This Week in Review: YouTube scores a win over Viacom, Rolling Stone learns and reveals media lessons, iPad resurrects Gourmet

[Every Friday, we sum up the week’s top stories about the future of news and the debates that grew up around them. Mark Coddington is off this week. —Josh]

Victory over Viacom for YouTube: This week a U.S. District Court judge sided with Google in a high-profile case that could shape how content (or at least Jon Stewart and SpongeBob clips) get consumed on the web.

In the $1 billion lawsuit, Viacom, which owns MTV, Comedy Central, and Nickelodeon, claimed that YouTube’s business model attracts users who want to see entertainment for free, including its protected material. YouTube claimed it’s not responsible for checking every video before a user uploads to ensure it doesn’t violate copyright law. (Users now post 24 hours of footage to YouTube every minute.) The judge sided with YouTube, citing the “safe harbor” clause of the Digital Millenium Copyright Act, which frees sites from checking user-generated content for legal concerns before posting, noting that simply knowing that users are violating copyright law is not enough to make the site liable.

How are media companies taking the news? Not well. It’s a blow to companies that have been trying to crack down on sites that distribute their content for free. But whether that actually means they are losing out financially is unclear. The Wall Street Journal puts the loss in some perspective, saying “media executives say they expect companies like YouTube will continue to automatically filter for copyrighted content, however, as the companies jockey for licensing agreements with media producers.” The New York Times reports that tensions between Internet companies and television producers has “improved” since the lawsuit was first filed. And Viacom has its own video-sharing site now with its own piracy issues.

Two media stories in one Rolling Stone scoop: The rock magazine’s in-depth profile of Gen. Stanley McChrystal made a splash before it was even published, thanks to a promotional version they sent to outlets like Politico, which hosted a pdf copy, and the Associated Press, which ran its own version. Rolling Stone’s strategy, which allowed other organizations to get the bounce from its work, seemed to hope that by creating online buzz, they’d enjoy a boost at the newsstands. That doesn’t account for how stories spread across the Internet. When the story was already huge (McChrystal had already been summoned to the White House to be fired), they posted the story in full. A day later, only 16 readers had left comments. The delay resulted in the online conversation around the story taking place elsewhere.

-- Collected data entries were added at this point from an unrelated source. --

//! Workshop: kits sized by attendee ratios instead of drink volume.

use super::{
    is_excluded, plastic_cups, selected_recipes, validate, Accumulator, PLASTIC_CUP,
    WORKSHOP_ALCOHOL_BOTTLE_OZ, WORKSHOP_ALCOHOL_PER_BOTTLE, WORKSHOP_GARNISH_PER_JAR,
    WORKSHOP_SYRUP_BOTTLE_OZ, WORKSHOP_SYRUP_NAME_MATCHES, WORKSHOP_SYRUP_PER_BOTTLE,
};
use crate::error::EngineError;
use crate::model::{Event, Ingredient, IngredientCategory, PackingItem, RecipeCatalog};

struct KitLine {
    containers: u64,
    quantity: f64,
    unit: String,
    rule: &'static str,
}

pub(super) fn accumulate(
    event: &Event,
    recipes: &RecipeCatalog,
) -> Result<Accumulator, EngineError> {
    let use_plastic = !event.glass_rental.required;
    let mut acc = Accumulator::default();

    for recipe in selected_recipes(event, recipes) {
        for ing in &recipe.ingredients {
            if is_excluded(event, ing) {
                continue;
            }
            validate(recipe, ing)?;

            let name = if ing.category == IngredientCategory::Glass && use_plastic {
                PLASTIC_CUP
            } else {
                ing.name.as_str()
            };
            let line = kit_line(ing, event.headcount, use_plastic);

            // Container counts add per recipe here, unlike bar service
            if let Some(existing) = acc.get_mut(name) {
                existing.containers_needed =
                    existing.containers_needed.saturating_add(line.containers);
                existing.quantity_needed_oz += line.quantity;
                existing.breakdown.push_str(", ");
                existing.breakdown.push_str(&recipe.name);
            } else {
                acc.insert(
                    ing.category,
                    PackingItem {
                        name: name.to_string(),
                        quantity_needed_oz: line.quantity,
                        containers_needed: line.containers,
                        unit: line.unit,
                        breakdown: format!("{} [{}]", recipe.name, line.rule),
                    },
                );
            }
        }
    }

    Ok(acc)
}

fn kit_line(ing: &Ingredient, headcount: u32, use_plastic: bool) -> KitLine {
    let guests = u64::from(headcount);

    // TODO: substring matching on "egg" also catches names like "Eggplant Garnish"; needs an explicit ingredient flag.
    let syrup_like = ing.category == IngredientCategory::Syrup
        || WORKSHOP_SYRUP_NAME_MATCHES
            .iter()
            .any(|needle| ing.name_contains(needle));

    if ing.category == IngredientCategory::Alcohol {
        let containers = guests.div_ceil(WORKSHOP_ALCOHOL_PER_BOTTLE);
        KitLine {
            containers,
            quantity: (containers * WORKSHOP_ALCOHOL_BOTTLE_OZ) as f64,
            unit: "oz".to_string(),
            rule: "16oz btl (1 per 5)",
        }
    } else if syrup_like {
        let containers = guests.div_ceil(WORKSHOP_SYRUP_PER_BOTTLE);
        KitLine {
            containers,
            quantity: (containers * WORKSHOP_SYRUP_BOTTLE_OZ) as f64,
            unit: "oz".to_string(),
            rule: "btl (1 per 4)",
        }
    } else if ing.category == IngredientCategory::Garnish {
        let containers = guests.div_ceil(WORKSHOP_GARNISH_PER_JAR);
        KitLine {
            containers,
            quantity: containers as f64,
            unit: "jars".to_string(),
            rule: "Jar (1 per 5)",
        }
    } else if ing.category == IngredientCategory::Glass && use_plastic {
        let containers = plastic_cups(headcount);
        KitLine {
            containers,
            quantity: containers as f64,
            unit: ing.unit.clone(),
            rule: "1.2 per person (Plastic)",
        }
    } else {
        KitLine {
            containers: guests,
            quantity: f64::from(headcount),
            unit: ing.unit.clone(),
            rule: "1 per person",
        }
    }
}
//! Bar service: volume-driven math, one serving of each selected cocktail per guest.

use super::{
    ceil_count, is_excluded, plastic_cups, round1, selected_recipes, validate, Accumulator,
    PLASTIC_CUP, SPLASH_ESTIMATE_OZ, WHITE_BUCKET,
};
use crate::error::EngineError;
use crate::model::{Event, IngredientCategory, PackingItem, RecipeCatalog};

pub(super) fn accumulate(
    event: &Event,
    recipes: &RecipeCatalog,
) -> Result<Accumulator, EngineError> {
    let drinks_per_cocktail = f64::from(event.headcount);
    let use_plastic = !event.glass_rental.required;
    let mut acc = Accumulator::default();

    for recipe in selected_recipes(event, recipes) {
        for ing in &recipe.ingredients {
            if is_excluded(event, ing) {
                continue;
            }
            validate(recipe, ing)?;

            let qty_per_drink = if ing.is_splash() {
                SPLASH_ESTIMATE_OZ
            } else {
                ing.quantity_per_drink
            };
            let total_qty = qty_per_drink * drinks_per_cocktail;

            let is_plastic_cup = ing.category == IngredientCategory::Glass && use_plastic;
            let (name, containers) = if is_plastic_cup {
                (PLASTIC_CUP, plastic_cups(event.headcount))
            } else {
                (ing.name.as_str(), containers_for(total_qty, ing.container_size))
            };
            let trace = format!("{} ({} oz)", recipe.name, round1(total_qty));

            if let Some(existing) = acc.get_mut(name) {
                existing.quantity_needed_oz += total_qty;
                // Re-derive from the running total so per-recipe rounding doesn't stack
                existing.containers_needed = if is_plastic_cup {
                    existing.containers_needed.saturating_add(containers)
                } else {
                    containers_for(existing.quantity_needed_oz, ing.container_size)
                };
                existing.breakdown.push_str(", ");
                existing.breakdown.push_str(&trace);
            } else {
                let unit = if ing.is_splash() {
                    "oz (est)".to_string()
                } else {
                    ing.unit.clone()
                };
                acc.insert(
                    ing.category,
                    PackingItem {
                        name: name.to_string(),
                        quantity_needed_oz: total_qty,
                        containers_needed: containers,
                        unit,
                        breakdown: trace,
                    },
                );
            }
        }
    }

    for &(name, count, unit) in WHITE_BUCKET {
        add_white_bucket_item(&mut acc, name, count, unit);
    }

    Ok(acc)
}

/// Containers for a volume; count-based items (no container size) are one per unit.
fn containers_for(total_qty: f64, container_size: Option<f64>) -> u64 {
    match container_size {
        Some(size) => ceil_count(total_qty / size),
        None => ceil_count(total_qty),
    }
}

fn add_white_bucket_item(acc: &mut Accumulator, name: &str, count: u64, unit: &str) {
    if let Some(existing) = acc.get_mut(name) {
        existing.containers_needed = existing.containers_needed.saturating_add(count);
        existing
            .breakdown
            .push_str(&format!(", White Bucket (+{count})"));
        return;
    }
    acc.insert(
        IngredientCategory::Soda,
        PackingItem {
            name: name.to_string(),
            quantity_needed_oz: 0.0,
            containers_needed: count,
            unit: unit.to_string(),
            breakdown: "White Bucket Essential".to_string(),
        },
    );
}
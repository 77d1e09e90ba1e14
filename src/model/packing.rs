use super::IngredientCategory;
use chrono::{DateTime, Utc};
use serde::{Deserialize, Serialize};
use std::collections::BTreeMap;

#[derive(Debug, Clone, PartialEq, Serialize, Deserialize)]
#[serde(rename_all = "camelCase")]
pub struct PackingItem {
    pub name: String,
    /// Volume in the line's measure; 0 for purely count-based items.
    pub quantity_needed_oz: f64,
    pub containers_needed: u64,
    pub unit: String,
    pub breakdown: String,
}

#[derive(Debug, Clone, Copy, Default, PartialEq, Eq, Serialize, Deserialize)]
#[serde(rename_all = "camelCase")]
pub struct Summary {
    pub total_drinks: u64,
    pub drinks_per_cocktail: u64,
}

#[derive(Debug, Clone, PartialEq, Serialize, Deserialize)]
#[serde(rename_all = "camelCase")]
pub struct PackingList {
    pub event_id: String,
    pub generated_at: DateTime<Utc>,
    pub summary: Summary,
    pub categories: BTreeMap<IngredientCategory, Vec<PackingItem>>,
}

impl PackingList {
    /// A list with every category present and nothing in it.
    #[must_use]
    pub fn empty(event_id: impl Into<String>) -> Self {
        Self::new(event_id, Summary::default())
    }

    #[must_use]
    pub fn new(event_id: impl Into<String>, summary: Summary) -> Self {
        Self {
            event_id: event_id.into(),
            generated_at: Utc::now(),
            summary,
            categories: IngredientCategory::ALL
                .into_iter()
                .map(|c| (c, Vec::new()))
                .collect(),
        }
    }

    #[must_use]
    pub fn items(&self, category: IngredientCategory) -> &[PackingItem] {
        self.categories.get(&category).map(Vec::as_slice).unwrap_or(&[])
    }

    pub fn items_mut(&mut self, category: IngredientCategory) -> &mut Vec<PackingItem> {
        self.categories.entry(category).or_default()
    }

    #[must_use]
    pub fn find(&self, category: IngredientCategory, name: &str) -> Option<&PackingItem> {
        let name = name.to_lowercase();
        self.items(category)
            .iter()
            .find(|item| item.name.to_lowercase() == name)
    }

    #[must_use]
    pub fn total_items(&self) -> usize {
        self.categories.values().map(Vec::len).sum()
    }
}
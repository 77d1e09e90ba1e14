//! Assistant command surface.
//!
//! A conversational front end issues fixed-schema commands such as
//! `{"name": "updateHeadcount", "args": {"newCount": 30}}`. Every command
//! except `generatePackingList` edits the session's event or catalog; only
//! that one runs the engine.

use crate::engine::compute_packing_list;
use crate::error::CommandError;
use crate::model::{CocktailRecipe, Event, EventStatus, GlassItem, PackingList, RecipeCatalog};
use log::{debug, info};
use serde::Deserialize;

#[derive(Debug, Clone, Copy, PartialEq, Eq, Deserialize)]
#[serde(rename_all = "lowercase")]
pub enum CocktailAction {
    Add,
    Remove,
}

#[derive(Debug, Clone, Copy, PartialEq, Eq, Deserialize)]
#[serde(rename_all = "lowercase")]
pub enum RentalAction {
    Add,
    Remove,
    Update,
    /// Glassware only: drop the rental and fall back to plastic.
    Reset,
}

#[derive(Debug, Clone, Copy, PartialEq, Eq, Deserialize)]
#[serde(rename_all = "lowercase")]
pub enum RentalKind {
    Bar,
    Glass,
}

#[derive(Debug, Clone, PartialEq, Deserialize)]
#[serde(tag = "name", content = "args", rename_all = "camelCase")]
pub enum Command {
    #[serde(rename_all = "camelCase")]
    UpdateHeadcount { new_count: f64 },
    GeneratePackingList,
    AddRecipe(CocktailRecipe),
    #[serde(rename_all = "camelCase")]
    UpdateEventCocktails {
        action: CocktailAction,
        cocktail_name: String,
    },
    UpdateEventDetails { field: String, value: String },
    #[serde(rename_all = "camelCase")]
    UpdateRentalItems {
        action: RentalAction,
        item_type: RentalKind,
        #[serde(default)]
        subtype: Option<String>,
        #[serde(default)]
        quantity: Option<f64>,
    },
}

impl Command {
    /// Parses one command document. A zero-argument command may send `{}`
    /// for its args or omit them.
    pub fn from_json(input: &str) -> Result<Self, CommandError> {
        let mut value: serde_json::Value =
            serde_json::from_str(input).map_err(|e| CommandError::InvalidCommand {
                message: e.to_string(),
            })?;

        if value["name"] == "generatePackingList" {
            if let Some(obj) = value.as_object_mut() {
                obj.remove("args");
            }
        }

        serde_json::from_value(value).map_err(|e| CommandError::InvalidCommand {
            message: e.to_string(),
        })
    }
}

#[derive(Debug, Clone, PartialEq)]
pub enum Outcome {
    EventUpdated,
    CatalogUpdated,
    PackingList(PackingList),
}

/// The event being edited plus the recipes available to it.
#[derive(Debug, Clone)]
pub struct Session {
    pub event: Event,
    pub catalog: RecipeCatalog,
}

impl Session {
    #[must_use]
    pub fn new(event: Event, catalog: RecipeCatalog) -> Self {
        Self { event, catalog }
    }

    pub fn apply(&mut self, command: Command) -> Result<Outcome, CommandError> {
        debug!("[COMMANDS] Applying {command:?}");
        match command {
            Command::UpdateHeadcount { new_count } => {
                if !new_count.is_finite() || new_count < 0.0 || new_count > f64::from(u32::MAX) {
                    return Err(CommandError::InvalidHeadcount { value: new_count });
                }
                self.event.headcount = new_count.trunc() as u32;
                Ok(Outcome::EventUpdated)
            }
            Command::GeneratePackingList => Ok(Outcome::PackingList(compute_packing_list(
                Some(&self.event),
                &self.catalog,
            ))),
            Command::AddRecipe(recipe) => {
                self.add_recipe(recipe)?;
                Ok(Outcome::CatalogUpdated)
            }
            Command::UpdateEventCocktails {
                action,
                cocktail_name,
            } => {
                self.update_cocktails(action, &cocktail_name);
                Ok(Outcome::EventUpdated)
            }
            Command::UpdateEventDetails { field, value } => {
                self.update_details(&field, value)?;
                Ok(Outcome::EventUpdated)
            }
            Command::UpdateRentalItems {
                action,
                item_type,
                subtype,
                quantity,
            } => {
                match item_type {
                    RentalKind::Glass => self.update_glass(action, subtype, quantity)?,
                    RentalKind::Bar => self.update_bar(action, subtype),
                }
                Ok(Outcome::EventUpdated)
            }
        }
    }

    fn add_recipe(&mut self, mut recipe: CocktailRecipe) -> Result<(), CommandError> {
        recipe.name = recipe.name.trim().to_string();
        if recipe.name.is_empty() {
            return Err(CommandError::EmptyRecipeName);
        }
        if recipe.id.is_empty() {
            recipe.id = CocktailRecipe::slug(&recipe.name);
        }
        info!("[COMMANDS] Added recipe \"{}\"", recipe.name);
        self.catalog.push(recipe);
        Ok(())
    }

    fn update_cocktails(&mut self, action: CocktailAction, name: &str) {
        match action {
            CocktailAction::Add => {
                if self.event.has_selection(name) {
                    return;
                }
                // Prefer the catalog's spelling so the engine lookup stays exact
                let stored = self
                    .catalog
                    .find(name)
                    .map_or_else(|| name.to_string(), |r| r.name.clone());
                self.event.cocktail_selections.push(stored);
            }
            CocktailAction::Remove => {
                let lowered = name.to_lowercase();
                self.event
                    .cocktail_selections
                    .retain(|s| s.to_lowercase() != lowered);
            }
        }
    }

    fn update_details(&mut self, field: &str, value: String) -> Result<(), CommandError> {
        let event = &mut self.event;
        match field {
            "location" => event.location = value,
            "clientName" => event.client_name = value,
            "clientPhone" => event.client_phone = value,
            "status" => {
                event.status = EventStatus::parse(&value).ok_or_else(|| {
                    CommandError::InvalidValue {
                        field: field.to_string(),
                        value: value.clone(),
                    }
                })?;
            }
            "bartenderName" => event.bartender.name = value,
            "bartenderEmail" => event.bartender.email = value,
            "eventDate" => event.event_date = value,
            "endTime" => event.end_time = value,
            "isPaid" => {
                let value = value.trim().to_lowercase();
                event.is_paid = value == "true" || value == "yes";
            }
            _ => {
                return Err(CommandError::UnknownField {
                    field: field.to_string(),
                })
            }
        }
        Ok(())
    }

    fn update_glass(
        &mut self,
        action: RentalAction,
        subtype: Option<String>,
        quantity: Option<f64>,
    ) -> Result<(), CommandError> {
        let rental = &mut self.event.glass_rental;
        match action {
            RentalAction::Reset => {
                rental.required = false;
                rental.items.clear();
            }
            RentalAction::Remove => rental.required = false,
            RentalAction::Add | RentalAction::Update => {
                rental.required = true;
                let (Some(kind), Some(quantity)) = (subtype, quantity) else {
                    return Ok(());
                };
                if !quantity.is_finite() || quantity < 0.0 || quantity > f64::from(u32::MAX) {
                    return Err(CommandError::InvalidValue {
                        field: "quantity".to_string(),
                        value: quantity.to_string(),
                    });
                }
                let quantity = quantity.trunc() as u32;
                let lowered = kind.to_lowercase();
                match rental
                    .items
                    .iter_mut()
                    .find(|item| item.kind.to_lowercase() == lowered)
                {
                    Some(item) => item.quantity = quantity,
                    None => rental.items.push(GlassItem { kind, quantity }),
                }
            }
        }
        Ok(())
    }

    fn update_bar(&mut self, action: RentalAction, subtype: Option<String>) {
        let rental = &mut self.event.bar_rental;
        if action == RentalAction::Remove {
            rental.required = false;
            return;
        }
        rental.required = true;
        if let Some(subtype) = subtype {
            let lowered = subtype.to_lowercase();
            if lowered.contains("ft") || lowered.contains("mobile") {
                rental.size = Some(subtype);
            } else {
                rental.color = Some(subtype);
            }
        }
    }
}

#[cfg(test)]
mod tests {
    use super::*;
    use crate::model::{EventType, IngredientCategory};
    use pretty_assertions::assert_eq;

    fn session() -> Session {
        Session::new(
            Event::new("evt-1", EventType::BarService, 25).with_selections(["The Butterfly"]),
            RecipeCatalog::bundled(),
        )
    }

    fn apply(session: &mut Session, json: &str) -> Result<Outcome, CommandError> {
        session.apply(Command::from_json(json)?)
    }

    #[test]
    fn parses_commands_from_assistant_json() {
        assert_eq!(
            Command::from_json(r#"{"name":"updateHeadcount","args":{"newCount":30}}"#).unwrap(),
            Command::UpdateHeadcount { new_count: 30.0 }
        );
        assert_eq!(
            Command::from_json(r#"{"name":"generatePackingList","args":{}}"#).unwrap(),
            Command::GeneratePackingList
        );
        assert_eq!(
            Command::from_json(r#"{"name":"generatePackingList"}"#).unwrap(),
            Command::GeneratePackingList
        );
        assert!(matches!(
            Command::from_json(r#"{"name":"sing","args":{}}"#),
            Err(CommandError::InvalidCommand { .. })
        ));
    }

    #[test]
    fn headcount_updates_and_rejects_negative() {
        let mut s = session();
        apply(&mut s, r#"{"name":"updateHeadcount","args":{"newCount":40.7}}"#).unwrap();
        assert_eq!(s.event.headcount, 40);

        let err = apply(&mut s, r#"{"name":"updateHeadcount","args":{"newCount":-3}}"#);
        assert_eq!(err, Err(CommandError::InvalidHeadcount { value: -3.0 }));
        assert_eq!(s.event.headcount, 40);
    }

    #[test]
    fn cocktail_add_dedupes_and_uses_catalog_spelling() {
        let mut s = session();
        s.event.cocktail_selections.clear();
        let add = r#"{"name":"updateEventCocktails","args":{"action":"add","cocktailName":"the butterfly"}}"#;
        apply(&mut s, add).unwrap();
        apply(&mut s, add).unwrap();
        assert_eq!(s.event.cocktail_selections, vec!["The Butterfly"]);

        apply(
            &mut s,
            r#"{"name":"updateEventCocktails","args":{"action":"remove","cocktailName":"THE BUTTERFLY"}}"#,
        )
        .unwrap();
        assert!(s.event.cocktail_selections.is_empty());
    }

    #[test]
    fn details_update_known_fields_only() {
        let mut s = session();
        apply(
            &mut s,
            r#"{"name":"updateEventDetails","args":{"field":"status","value":"ready for prep"}}"#,
        )
        .unwrap();
        apply(
            &mut s,
            r#"{"name":"updateEventDetails","args":{"field":"isPaid","value":"yes"}}"#,
        )
        .unwrap();
        assert_eq!(s.event.status, EventStatus::ReadyForPrep);
        assert!(s.event.is_paid);

        let err = apply(
            &mut s,
            r#"{"name":"updateEventDetails","args":{"field":"headcount","value":"3"}}"#,
        );
        assert_eq!(
            err,
            Err(CommandError::UnknownField {
                field: "headcount".to_string()
            })
        );
    }

    #[test]
    fn glass_rental_upsert_and_reset() {
        let mut s = session();
        let add = |kind: &str, qty: u32| {
            format!(
                r#"{{"name":"updateRentalItems","args":{{"action":"add","itemType":"glass","subtype":"{kind}","quantity":{qty}}}}}"#
            )
        };
        apply(&mut s, &add("Coupe", 30)).unwrap();
        apply(&mut s, &add("coupe", 40)).unwrap();
        assert!(s.event.glass_rental.required);
        assert_eq!(
            s.event.glass_rental.items,
            vec![GlassItem {
                kind: "Coupe".to_string(),
                quantity: 40
            }]
        );

        apply(
            &mut s,
            r#"{"name":"updateRentalItems","args":{"action":"reset","itemType":"glass"}}"#,
        )
        .unwrap();
        assert!(!s.event.glass_rental.required);
        assert!(s.event.glass_rental.items.is_empty());
    }

    #[test]
    fn bar_subtype_sets_size_or_color() {
        let mut s = session();
        let bar = |action: &str, subtype: &str| {
            format!(
                r#"{{"name":"updateRentalItems","args":{{"action":"{action}","itemType":"bar","subtype":"{subtype}"}}}}"#
            )
        };
        apply(&mut s, &bar("update", "8ft Mobile")).unwrap();
        apply(&mut s, &bar("update", "Gold Finish")).unwrap();
        assert!(s.event.bar_rental.required);
        assert_eq!(s.event.bar_rental.size.as_deref(), Some("8ft Mobile"));
        assert_eq!(s.event.bar_rental.color.as_deref(), Some("Gold Finish"));

        apply(&mut s, &bar("remove", "")).unwrap();
        assert!(!s.event.bar_rental.required);
    }

    #[test]
    fn add_recipe_then_generate_uses_it() {
        let mut s = session();
        apply(
            &mut s,
            r#"{"name":"addRecipe","args":{"name":"Paloma","ingredients":[
                {"name":"Grapefruit Soda","type":"soda","quantityPerDrink":4,"unit":"oz"}]}}"#,
        )
        .unwrap();
        assert_eq!(s.catalog.find("paloma").map(|r| r.id.as_str()), Some("paloma"));

        apply(
            &mut s,
            r#"{"name":"updateEventCocktails","args":{"action":"add","cocktailName":"paloma"}}"#,
        )
        .unwrap();
        let Outcome::PackingList(list) =
            apply(&mut s, r#"{"name":"generatePackingList","args":{}}"#).unwrap()
        else {
            panic!("expected a packing list");
        };
        let soda = list.find(IngredientCategory::Soda, "Grapefruit Soda").unwrap();
        assert_eq!(soda.containers_needed, 100);
    }

    #[test]
    fn add_recipe_rejects_blank_name() {
        let mut s = session();
        let err = apply(
            &mut s,
            r#"{"name":"addRecipe","args":{"name":"  ","ingredients":[]}}"#,
        );
        assert_eq!(err, Err(CommandError::EmptyRecipeName));
    }
}
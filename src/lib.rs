//! # Bar Packer
//!
//! Turns a booked cocktail event into a shopping and packing manifest.
//!
//! ## Features
//!
//! - Bar service (per-drink volume) and workshop (per-attendee kit) math
//! - Container rounding, plastic-cup substitution and backstop stock
//! - Recipe and booking sheet import (CSV)
//! - Assistant commands that edit an event before the next calculation
//! - Export to TSV and JSON
//!
//! ## Example
//!
//! ```
//! use bar_packer::engine::compute_packing_list;
//! use bar_packer::model::{Event, EventType, IngredientCategory, RecipeCatalog};
//!
//! let event = Event::new("evt-1", EventType::BarService, 25).with_selections(["The Butterfly"]);
//! let list = compute_packing_list(Some(&event), &RecipeCatalog::bundled());
//! let gin = list.find(IngredientCategory::Alcohol, "Gin").unwrap();
//! assert_eq!(gin.containers_needed, 2);
//! ```

pub mod commands;
pub mod engine;
pub mod error;
pub mod export;
pub mod model;
pub mod parser;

Then there was the matter of beat reporter vs. freelancer on access. Freelance journalist Michael Hastings wrote the piece for Rolling Stone, a fact Politico said meant the Pentagon should have “considered a bigger risk to be given unfettered access, compared with a beat reporter, who would not risk burning bridges by publishing many of McChrystal’s remarks.” First CJR and then Jay Rosen caught the line, with Rosen using it to highlight an underlying media truth: “Think about what the Politico is saying: an experienced beat reporter is less of a risk for a powerful figure like McChrystal because an experienced beat reporter would probably not want to ‘burn bridges’ with key sources by telling the world what happens when those sources let their guard down.” A Politico editor later pulled that part of the story, saying it was just an edit, nothing more. More broadly, cable news picked up on the same issue (freelancer vs. beat reporter), which earned them a segment on Viacom’s The Daily Show.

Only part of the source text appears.